Borrowing a snare drum and a high hat from his friend, Segal started learning U2’s “Sunday Bloody Sunday.” He became hooked. 

Because of his disability, however, Segal had to learn how to hold a drumstick with his left hand. Together with his drum teacher, Fred Klatz, he concocted a wristband device to help him. “I had to really work at it because the stick wouldn’t hit properly on the drum head,” he says. “So I would just work at it and work at it to get this into my muscle memory and be able to play.”

Segal also doesn’t have a lot of musculature in his legs, which prohibited him from using the kick pedal. 

“I eventually developed a little bit of give where if I put my foot properly on the drum pedal, I could rock it back and forth a little bit,” he says. “And since I’ve been playing for so long now, it’s an automatic motion.”

Klatz, Segal says, had a huge influence on his playing. “He was great because he always thought there was a way to do something,” he says. “He didn’t care about my disability. “He introduced me to so much music that’s become epic to me. He introduced me to Frank Zappa, Terry Bozzio, who’s a drummer from Missing Persons, and Mahavishnu Orchestra, which is this great fusion band.”

When Segal’s father moved to Santa Monica, California, he would invite Segal to visit him. His father often took him to the Fred Segal department store (No relation, by the way). On one such occasion, they saw legendary jazz drummer Buddy Rich there. His father insisted Segal approach him to tell Rich he was a big fan. Segal, naturally shy, declined. So his father did, and Rich, who lived in New York, gave Segal his number and told him to call him. 

Rich began inviting Segal and Klatz to his gigs, and eventually befriended them. “It turns out that this is one of the pivotal moments that really kept me going as a drummer and believe in myself,” says Segal about his friendship with Rich. “That I could be a drummer, that I could develop the strength and the dexterity to play.”

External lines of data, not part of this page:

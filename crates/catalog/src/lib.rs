//! Shard catalog enumeration for shardmaster.
#![warn(missing_docs)]
#![warn(clippy::all)]

mod error;
mod filter;
mod fs;
mod shard;

pub use error::CatalogError;
pub use filter::{AcceptAll, DatasetPrefix, ShardFilter};
pub use fs::FsShardCatalog;
pub use shard::Shard;

use async_trait::async_trait;

/// Enumerates shards of sharded datasets.
///
/// Enumeration is finite and restartable: re-enumerating produces the same
/// result unless the underlying storage changed. Errors are scoped to one
/// dataset; a failing dataset never aborts enumeration of the others.
#[async_trait]
pub trait ShardCatalog: Send + Sync + 'static {
    /// Error type returned by this catalog.
    type Error: std::error::Error + Send + Sync + 'static;

    /// List the datasets known to the catalog.
    async fn datasets(&self) -> Result<Vec<String>, Self::Error>;

    /// List the shards of one dataset, filtered through the configured
    /// [`ShardFilter`].
    async fn shards(&self, dataset: &str) -> Result<Vec<Shard>, Self::Error>;
}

Segal made huge strides in his playing under Klatz during high school, using a crude wristband he and Klatz constructed. But after his senior year, he needed to have another painful surgery to address his leg length difference.  The surgery left Segal unable to continue his drumming for six months, which led him to fall into depression.

(Courtesy of the Jazz Education Network)(Courtesy of the Jazz Education Network)
(Courtesy of the Jazz Education Network)

It was Klatz who, using his tough-love approach, encouraged Segal to get back into drumming. Joining a media studies program at Hunter College in New York City, Segal played in the jazz band and after graduation, got a job working at CBS Radio. In the late ’90s, he joined the quasi-punk band the Sin Taxes, playing regular gigs in Greenwich Village and recording an album until he left the group in 2001. 

Over the years, Segal has earned his master’s degree in music education and played Carnegie Hall. He’s now a dedicated drum instructor and is one of the founding members of the global nonprofit organization, Can-Do Musos, which provides resources for musicians with disabilities. 

“That’s what we try to foster,” says Segal, “trying to give people opportunities to be heard and to perform.”